Fermentation 2019, 5(1), 20; https://doi.org/10.3390/fermentation5010020
Submission received: 27 December 2018
/
Revised: 5 February 2019
/
Accepted: 11 February 2019
/
Published: 15 February 2019
(This article belongs to the Special Issue Lactic Acid Fermentation and the Colours of Biotechnology)
Abstract
:Lactic acid bacteria (LAB) are widely applied microorganisms in food, feed, and beverage applications, where they can provide essential functionality for product modification, increase product shelf life, or act as beneficial organisms after consumption. Among these, strains of the genus Lactobacillus are often used as starters, probiotics, or biopreservatives. For all these types of bacterial preparations, a transportable shelf-stable form of concentrated bacteria, preserving their intrinsic properties, is essential for commercial distribution. Former studies revealed a relationship between the culture medium, cellular morphology, and the robustness of Lactobacillus acidophilus NCFM (name derived from North Carolina Food Microbiology) cultures. Due to these insights, a multitude of Lactobacillus strains representative of the genus were screened regarding their sensitivity to thermal medium pretreatment possibly accompanied by the alteration of their chemical composition, such as the formation of Maillard reaction products (MRPs). This study reveals a quite diverse and different growth behavior of those strains in the form of altered or non-altered cell concentrations and the size distributions of the populations, whereby five strains of the L. delbrueckii group in particular showed increased cell concentrations combined with decreased mean cell volumes. The results are of both scientific and industrial relevance, as they highlight the necessity to consider and understand the effects of media sterilization for the applied production strain.
1. Introduction
Lactobacillus is one of the most important genera of lactic acid bacteria (LAB) used in diverse food and agricultural applications, for example, as starter cultures, probiotics, or biopreservatives [1,2,3]. To ensure the functionality of the bacteria, an appropriate viability is a prerequisite. This is even more important keeping in mind that lactobacilli have relatively high nutritional demands and that many species lost the ability to synthesize diverse amino acids, cofactors, and vitamins during their evolutionary adaption to their natural habitats, which are often the human or animal gastrointestinal tract and plants [4,5]. Due to its industrial relevance, this genus is of utmost interest in current research. The number of newly described Lactobacillus species is constantly rising, from 152 to more than 190 in the last few years, and their biotechnological suitability needs to be considered [6,7]. Thus, intense scientific research is conducted using strains of the genus Lactobacillus in fields such as wine fermentation [8], sourdough fermentation [3,9], or cocoa bean fermentation [10]. There are several studies available describing the effects of media components or special auxotrophies of Lactobacillus strains resulting in different cell morphologies during cultivation. Depending on the corresponding species, the requirements for adequate cell division and growth can be the presence of certain divalent cations [11,12], amino acids [13], vitamins [14,15], nucleotides [16,17,18], and growth factors such as oleic acid sources [19]. From an industrial point of view, suppliers of lactobacilli are requested to provide highly concentrated cultures with adequate properties; the latter defined amongst others by good metabolic activity as well as high robustness against stress occurring during and after processing.

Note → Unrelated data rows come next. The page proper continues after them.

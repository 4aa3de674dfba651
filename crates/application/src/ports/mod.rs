//! Port definitions - interfaces implemented by integration adapters

mod weather_provider;

pub use weather_provider::WeatherProvider;

#[cfg(test)]
pub use weather_provider::MockWeatherProvider;
//! Bounding box value object and its quantized cache key

use std::fmt;

use serde::{Deserialize, Serialize};

use crate::errors::DomainError;

const MILLI_DEGREES: f64 = 1000.0;

/// A geographic bounding box in degrees
#[derive(Debug, Clone, Copy, PartialEq, Serialize, Deserialize)]
pub struct GeoBounds {
    south: f64,
    west: f64,
    north: f64,
    east: f64,
}

impl GeoBounds {
    /// Create a bounding box with validation
    ///
    /// # Errors
    ///
    /// Returns `DomainError::InvalidBounds` if any edge is out of range or
    /// if south/west do not lie below north/east
    pub fn new(south: f64, west: f64, north: f64, east: f64) -> Result<Self, DomainError> {
        if !(-90.0..=90.0).contains(&south) || !(-90.0..=90.0).contains(&north) {
            return Err(DomainError::InvalidBounds(
                "latitude edges must be -90 to 90".to_string(),
            ));
        }
        if !(-180.0..=180.0).contains(&west) || !(-180.0..=180.0).contains(&east) {
            return Err(DomainError::InvalidBounds(
                "longitude edges must be -180 to 180".to_string(),
            ));
        }
        if south >= north {
            return Err(DomainError::InvalidBounds(
                "south must be below north".to_string(),
            ));
        }
        if west >= east {
            return Err(DomainError::InvalidBounds(
                "west must be below east".to_string(),
            ));
        }
        Ok(Self {
            south,
            west,
            north,
            east,
        })
    }

    /// Southern edge in degrees
    #[must_use]
    pub const fn south(&self) -> f64 {
        self.south
    }

    /// Western edge in degrees
    #[must_use]
    pub const fn west(&self) -> f64 {
        self.west
    }

    /// Northern edge in degrees
    #[must_use]
    pub const fn north(&self) -> f64 {
        self.north
    }

    /// Eastern edge in degrees
    #[must_use]
    pub const fn east(&self) -> f64 {
        self.east
    }

    /// Quantize to the cache key identifying this box
    #[must_use]
    pub fn key(&self) -> BoundsKey {
        BoundsKey::from_bounds(self)
    }
}

impl fmt::Display for GeoBounds {
    fn fmt(&self, f: &mut fmt::Formatter<'_>) -> fmt::Result {
        write!(
            f,
            "({:.4}, {:.4}) - ({:.4}, {:.4})",
            self.south, self.west, self.north, self.east
        )
    }
}

/// A bounding box quantized to 3-decimal precision, usable as a cache key
#[derive(Debug, Clone, Copy, PartialEq, Eq, Hash, Serialize, Deserialize)]
pub struct BoundsKey {
    south_milli: i32,
    west_milli: i32,
    north_milli: i32,
    east_milli: i32,
}

impl BoundsKey {
    /// Quantize a bounding box to its cache key
    #[must_use]
    pub fn from_bounds(bounds: &GeoBounds) -> Self {
        #[allow(clippy::cast_possible_truncation)]
        Self {
            south_milli: (bounds.south() * MILLI_DEGREES).round() as i32,
            west_milli: (bounds.west() * MILLI_DEGREES).round() as i32,
            north_milli: (bounds.north() * MILLI_DEGREES).round() as i32,
            east_milli: (bounds.east() * MILLI_DEGREES).round() as i32,
        }
    }
}

impl fmt::Display for BoundsKey {
    fn fmt(&self, f: &mut fmt::Formatter<'_>) -> fmt::Result {
        write!(
            f,
            "{},{},{},{}",
            self.south_milli, self.west_milli, self.north_milli, self.east_milli
        )
    }
}
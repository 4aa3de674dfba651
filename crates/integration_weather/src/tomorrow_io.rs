//! Tomorrow.io client
//!
//! HTTP client for the Tomorrow.io realtime weather endpoint. A reading
//! counts as raining when precipitation intensity is above zero; the
//! reported precipitation probability, when present, becomes the reading's
//! confidence.

use std::time::Duration;

use application::{ApplicationError, WeatherProvider};
use async_trait::async_trait;
use domain::entities::ProviderReading;
use domain::value_objects::GeoPoint;
use reqwest::Client;
use serde::{Deserialize, Serialize};
use tracing::{debug, instrument};

use crate::error::ProviderError;

/// Conversion from m/s (Tomorrow.io default wind unit) to km/h
const MS_TO_KMH: f64 = 3.6;

/// Tomorrow.io client configuration
#[derive(Debug, Clone, Serialize, Deserialize)]
pub struct TomorrowIoConfig {
    /// API base URL (default: <https://api.tomorrow.io/v4>)
    #[serde(default = "default_base_url")]
    pub base_url: String,

    /// API key
    pub api_key: String,

    /// Connection timeout in seconds (default: 10)
    #[serde(default = "default_timeout")]
    pub timeout_secs: u64,
}

fn default_base_url() -> String {
    "https://api.tomorrow.io/v4".to_string()
}

const fn default_timeout() -> u64 {
    10
}

impl TomorrowIoConfig {
    /// Configuration with defaults for everything but the key
    #[must_use]
    pub fn with_api_key(api_key: impl Into<String>) -> Self {
        Self {
            base_url: default_base_url(),
            api_key: api_key.into(),
            timeout_secs: default_timeout(),
        }
    }
}

/// Raw Tomorrow.io realtime response
#[derive(Debug, Deserialize)]
struct ApiResponse {
    data: RealtimeData,
}

#[derive(Debug, Deserialize)]
struct RealtimeData {
    values: RealtimeValues,
}

#[derive(Debug, Deserialize)]
#[serde(rename_all = "camelCase")]
struct RealtimeValues {
    #[serde(default)]
    precipitation_intensity: f64,
    precipitation_probability: Option<u8>,
    precipitation_type: Option<u8>,
    temperature: Option<f64>,
    humidity: Option<u8>,
    wind_speed: Option<f64>,
}

/// Tomorrow.io HTTP client
#[derive(Debug)]
pub struct TomorrowIoClient {
    client: Client,
    config: TomorrowIoConfig,
}

impl TomorrowIoClient {
    /// Create a new client with the given configuration
    ///
    /// # Errors
    ///
    /// Returns an error if the HTTP client cannot be initialized.
    pub fn new(config: TomorrowIoConfig) -> Result<Self, ProviderError> {
        let client = Client::builder()
            .timeout(Duration::from_secs(config.timeout_secs))
            .build()
            .map_err(|e| ProviderError::ConnectionFailed(e.to_string()))?;

        Ok(Self { client, config })
    }

    /// Fetch and normalize the current reading for a coordinate
    async fn fetch_current(&self, point: GeoPoint) -> Result<ProviderReading, ProviderError> {
        let url = format!("{}/weather/realtime", self.config.base_url);
        debug!(%point, "Fetching Tomorrow.io realtime weather");

        let response = self
            .client
            .get(&url)
            .query(&[
                ("location", format!("{},{}", point.latitude(), point.longitude())),
                ("apikey", self.config.api_key.clone()),
            ])
            .send()
            .await
            .map_err(|e| ProviderError::from_transport(&e))?;

        if let Some(err) = ProviderError::from_status(response.status()) {
            return Err(err);
        }

        let api: ApiResponse = response
            .json()
            .await
            .map_err(|e| ProviderError::ParseError(e.to_string()))?;

        Ok(Self::normalize(&api))
    }

    fn normalize(api: &ApiResponse) -> ProviderReading {
        let values = &api.data.values;

        ProviderReading {
            is_raining: values.precipitation_intensity > 0.0,
            confidence: values.precipitation_probability.map(|p| p.min(100)),
            description: Self::describe(values.precipitation_type),
            temperature: values.temperature,
            humidity: values.humidity,
            wind_speed: values.wind_speed.map(|w| w * MS_TO_KMH),
        }
    }

    /// Human-readable description of the precipitation type code
    fn describe(precipitation_type: Option<u8>) -> String {
        match precipitation_type {
            None | Some(0) => "No precipitation",
            Some(1) => "Rain",
            Some(2) => "Snow",
            Some(3) => "Freezing rain",
            Some(4) => "Ice pellets",
            Some(_) => "Unknown precipitation",
        }
        .to_string()
    }
}

#[async_trait]
impl WeatherProvider for TomorrowIoClient {
    fn name(&self) -> &'static str {
        "tomorrow.io"
    }

    #[instrument(skip(self), fields(lat = %point.latitude(), lon = %point.longitude()))]
    async fn current_reading(
        &self,
        point: GeoPoint,
    ) -> Result<ProviderReading, ApplicationError> {
        Ok(self.fetch_current(point).await?)
    }
}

Previous studies revealed strong interrelations between the applied culture medium and the cell morphology and stability of L. acidophilus NCFM cultures during freezing, drying, and storage of the corresponding bacterial preparations [20]. In the same study it was also demonstrated that the growth performance—including the formation of populations with small mean cell sizes—was positively affected by applying a media heat sterilization process and thus probably related to Maillard reaction products (MRPs). From an industrial point of view, the extraordinary relevance of lactic acid bacteria makes it essential to broaden understanding of to what extent different strains of Lactobacillus species might be influenced in their growth behavior by thermal media pretreatment in general.
The aim of this study was to investigate the general impact of media heat treatment on the growth properties of different Lactobacillus strains, focusing on the two culture characteristics of cell concentration and mean cell size.
2. Materials and Methods
2.1. Bacterial Strains
For the screening study, 24 different strains of lactobacilli were obtained from the internal strain collection of the Department for Bioprocess Engineering and Applied Microbiology of the Research and Teaching Institute for Brewing (VLB) in Berlin. The microorganisms and the applied cultivation temperatures are listed in Table 1.
2.2. Culture Media
MRS medium according to De Man et al. (1960) [21] from DifcoTM (Becton Dickinson GmbH (BD), Heidelberg, Germany), here called MRSD, was used for pre-cultivation and for the screening studies. The MRSD contained 10 g proteose peptone no.3, 10 g beef extract, 5 g yeast extract, 20 g dextrose, 1 g polysorbate 80, 2 g ammonium citrate, 5 g sodium acetate, 0.1 g magnesium sulfate, 0.05 g manganese sulfate, and 2 g dipotassium phosphate per liter at pH = 6.5. For the pre-culturing and for the screening studies, media were either sterilized in 1 L bottles at 121 °C for 20 min, here designated as MRSDa, or sterile-filtered at a pore size of 0.22 µm, designated as MRSDf. Additionally, sterile-filtered medium containing separately preheated (121 °C, 20 min) glucose-peptone mixture was used. In detail; MRSDf medium was prepared without added dextrose and proteose peptone no.3 in 90% of the water, sterile-filtered, and afterwards supplemented with 10% (v/v) of a tenfold concentrated solution of dextrose and proteose peptone no.3 that was previously autoclaved.
2.3. Culture Conditions
To prepare the pre-cultures, 10 mL of pre-warmed MRSDa medium was inoculated with 100 µL of a glycerol stock culture and incubated for 24 h at 30 or 37 °C (depending on the strain; see Table 1), respectively, in gas-tight tubes. For the main batch fermentations, the pre-cultures were centrifuged for 2 min at 1780 × g and washed with 0.89 % (w/v) NaCl solution. After repetition of this washing step, 15 mL screw-cap tubes filled with 10 mL of pre-warmed culture medium were inoculated with 107 cells/mL and incubated at the recommended growth temperature of the corresponding strain (see Table 1) for 18 and 22 h, respectively.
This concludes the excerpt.